The year 1978 was a key one for China – marking the beginning of its reform process and the country’s reintegration into the global economy – it also holds a significant place in the corporate history of the Japanese electronics firm Sony.
It began with its co-founder Ibuka Masaru telling his engineers that he wanted to listen to opera during his frequent flights to America. So Sony’s audio specialist Kihara Nobutoshi came up with a portable cassette player called the Walkman. It was a huge hit – the iPod of its generation – and proved the must-have gadget for the young and the trendy. It was also the first tech product to focus on a consumer theme that is hot today: mobility.
Fast forward three decades and Sony was in very different shape, trailing Apple as an innovator by some distance. In 2005 it tried to regain the initiative with a mobile phone that carried the Walkman brand. Combining a digital music player with a cellphone, it preceded the iPhone by two years. But it wasn’t a smartphone – no touch screen, no apps – and ultimately it failed to inspire consumers.
In the years that followed, Sony’s phone division has struggled to stay relevant in the face of an onslaught from Apple and Samsung.
Then almost a year ago WiC reported on Sony’s latest turnaround strategy: a bold gambit to expand in China by producing handsets specifically for the world’s fastest growing smartphone market.

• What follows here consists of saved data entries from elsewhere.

// SPDX-FileCopyrightText: 2026 SchedCC Contributors
//
// SPDX-License-Identifier: Apache-2.0

use std::{borrow::Cow, fmt};

use colored::{Color, Colorize};
use unicode_width::UnicodeWidthStr;

pub trait TableColumn<T> {
    fn name(&self) -> Cow<'_, str>;
    fn format<'a>(&self, data: &'a T) -> Cow<'a, str>;

    fn padding_direction(&self) -> PaddingDirection {
        PaddingDirection::Left
    }

    fn get_color(&self, _data: &T) -> Option<Color> {
        None
    }
}

#[derive(Debug, Clone, Copy, PartialEq, Eq)]
pub enum PaddingDirection {
    Left,
    Right,
}

pub trait TableStyle {
    fn write<T, C: TableColumn<T>>(
        &self,
        f: &mut fmt::Formatter<'_>,
        columns: &[C],
        data: &[T],
    ) -> fmt::Result;
}

pub struct Table<'a, S: TableStyle, T, C: TableColumn<T>> {
    style: S,
    columns: &'a [C],
    data: &'a [T],
}

impl<'a, S: TableStyle, T, C: TableColumn<T>> Table<'a, S, T, C> {
    pub fn new(style: S, columns: &'a [C], data: &'a [T]) -> Self {
        Self {
            style,
            columns,
            data,
        }
    }
}

impl<S: TableStyle, T, C: TableColumn<T>> fmt::Display for Table<'_, S, T, C> {
    fn fmt(&self, f: &mut fmt::Formatter<'_>) -> fmt::Result {
        self.style.write(f, self.columns, self.data)
    }
}

/// Aligned columns with a header row, colored cells.
#[derive(Debug, Clone)]
pub struct TableStyleBasic {
    separator: &'static str,
    header: bool,
    color: bool,
}

impl TableStyleBasic {
    pub fn new() -> Self {
        Self {
            separator: "  ",
            header: true,
            color: true,
        }
    }

    #[cfg(test)]
    pub fn plain(mut self) -> Self {
        self.color = false;
        self
    }
}

impl TableStyle for TableStyleBasic {
    fn write<T, C: TableColumn<T>>(
        &self,
        f: &mut fmt::Formatter<'_>,
        columns: &[C],
        data: &[T],
    ) -> fmt::Result {
        let mut rows: Vec<Vec<Cow<'_, str>>> = Vec::with_capacity(data.len() + 1);
        if self.header {
            rows.push(columns.iter().map(|c| c.name()).collect());
        }
        for item in data {
            rows.push(columns.iter().map(|c| c.format(item)).collect());
        }

        let widths = get_column_max_width(&rows, columns.len());
        let header_offset = usize::from(self.header);
        for (i, row) in rows.iter().enumerate() {
            for (j, (col, cell)) in columns.iter().zip(row).enumerate() {
                let last = j == columns.len() - 1;
                let padded = pad(cell, widths[j], col.padding_direction(), last);

                let styled = match (i.checked_sub(header_offset), self.color) {
                    (None, true) => padded.bold().to_string(),
                    (Some(k), true) => match col.get_color(&data[k]) {
                        Some(color) => padded.color(color).to_string(),
                        None => padded,
                    },
                    (_, false) => padded,
                };
                write!(f, "{styled}")?;

                if !last {
                    write!(f, "{}", self.separator)?;
                }
            }
            if i < rows.len() - 1 {
                writeln!(f)?;
            }
        }
        Ok(())
    }
}

/// A JSON array of objects keyed by column name.
#[derive(Debug, Clone, Copy)]
pub struct TableStyleJson;

impl TableStyleJson {
    pub fn new() -> Self {
        Self
    }
}

impl TableStyle for TableStyleJson {
    fn write<T, C: TableColumn<T>>(
        &self,
        f: &mut fmt::Formatter<'_>,
        columns: &[C],
        data: &[T],
    ) -> fmt::Result {
        let rows: Vec<serde_json::Map<String, serde_json::Value>> = data
            .iter()
            .map(|item| {
                columns
                    .iter()
                    .map(|c| {
                        let value = serde_json::Value::String(c.format(item).into_owned());
                        (c.name().into_owned(), value)
                    })
                    .collect()
            })
            .collect();

        let json = serde_json::to_string_pretty(&rows).map_err(|_| fmt::Error)?;
        write!(f, "{json}")
    }
}

fn pad(cell: &str, width: usize, direction: PaddingDirection, last: bool) -> String {
    let fill = width.saturating_sub(cell.width());
    match direction {
        // Last column does not need padding if it's left-aligned
        PaddingDirection::Left if last => cell.to_string(),
        PaddingDirection::Left => format!("{cell}{}", " ".repeat(fill)),
        PaddingDirection::Right => format!("{}{cell}", " ".repeat(fill)),
    }
}

fn get_column_max_width(rows: &[Vec<Cow<'_, str>>], n: usize) -> Vec<usize> {
    let mut max_width = vec![0; n];
    for row in rows {
        for (i, cell) in row.iter().enumerate() {
            max_width[i] = max_width[i].max(cell.width());
        }
    }
    max_width
}

#[cfg(test)]
mod tests {
    use super::*;

    struct Col(usize, &'static str, PaddingDirection);

    impl TableColumn<(&'static str, &'static str)> for Col {
        fn name(&self) -> Cow<'_, str> {
            self.1.into()
        }

        fn format<'a>(&self, data: &'a (&'static str, &'static str)) -> Cow<'a, str> {
            match self.0 {
                0 => data.0.into(),
                _ => data.1.into(),
            }
        }

        fn padding_direction(&self) -> PaddingDirection {
            self.2
        }
    }

    fn columns() -> Vec<Col> {
        vec![
            Col(0, "Id", PaddingDirection::Right),
            Col(1, "Name", PaddingDirection::Left),
        ]
    }

    #[test]
    fn test_basic_style_aligns_columns() {
        let data = vec![("1", "Syd"), ("10", "中文")];
        let columns = columns();
        let out = Table::new(TableStyleBasic::new().plain(), &columns, &data).to_string();
        assert_eq!(out, "Id  Name\n 1  Syd\n10  中文");
    }

    #[test]
    fn test_json_style() {
        let data = vec![("1", "Syd")];
        let columns = columns();
        let out = Table::new(TableStyleJson::new(), &columns, &data).to_string();
        let value: serde_json::Value = serde_json::from_str(&out).unwrap();
        assert_eq!(value[0]["Id"], "1");
        assert_eq!(value[0]["Name"], "Syd");
    }

    #[test]
    fn test_json_style_empty() {
        let data: Vec<(&'static str, &'static str)> = vec![];
        let columns = columns();
        let out = Table::new(TableStyleJson::new(), &columns, &data).to_string();
        assert_eq!(out, "[]");
    }
}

In WiC217 we noted how Sony had released the Xperia Z Ultra model, which was compatible with China Mobile’s new TD-LTE network. Nikkei Business Daily said that Sony’s device would be one of the launch handsets when China Mobile finally got its 4G licence (a milestone passed last December). This, Sony hoped, would substantially improve its 0.5% share of China’s smartphone market.
Personnel changes also indicated that Sony was serious about getting China right this time round, with Nikkei noting that Huang Guoqiang, former chief of Nokia’s sales in China, had joined as head of its mobile business. Huang joined Nokia in 2000 and was instrumental in devising the Finnish company’s marketing strategy at a time when it became the industry leader.
“Huang knows the game better than almost anyone else,” an industry executive told Nikkei.
But 12 months later Sony’s increasingly stop-start mindset has reappeared once again, with its Chinese expansion plans culled. Announcing losses in the latest quarter and writing down the value of its mobile unit by $1.65 billion, company CFO Yoshida Kenichiro told analysts that its smartphone strategy wasn’t working and there would be widespread job losses, particularly in China. “We are at a phase where we need to rebuild our shaky earnings. We are planning a significant reduction in China,” he said.
Southern Metropolis Daily has subsequently confirmed that the Japanese firm won’t be making a total withdrawal from China, where Sony has a factory making handsets. However, it will stop producing smartphones tailormade for Chinese consumers. Most of the redundancies will come at its Beijing offices, with a local employee telling the newspaper that R&D jobs would be “hardest hit by lay-offs”.
The floundering division has not made the gains it hoped following China’s 4G launch. Instead it has been caught in commercial no-mans land. At the premium end of the market Apple has reaped new profits after launching an iPhone compatible with China Mobile’s fourth generation network. Meanwhile a new market leader has emerged in the guise of domestic firm Xiaomi – which is offering phones that marry cool design and great value for money. The Financial Times describes Sony’s handsets as being “pummelled” by Xiaomi, as well as other Chinese rivals like Huawei, whose handsets match Sony’s for functionality but at lower prices. Indeed, in the third quarter Sony dropped out of the top 10 list of Chinese smartphone makers by shipments, according to research firm Canalys.
In another humbling statistic for the Japanese giant, Bloomberg reports that Xiaomi – which sold its first product in 2011 – is in talks for a new fundraising round that values the smartphone maker at between $40 billion and $50 billion.
Sony’s current market capitalisation is closer to $21 billion, having declined an incredible $100 billion since 2000.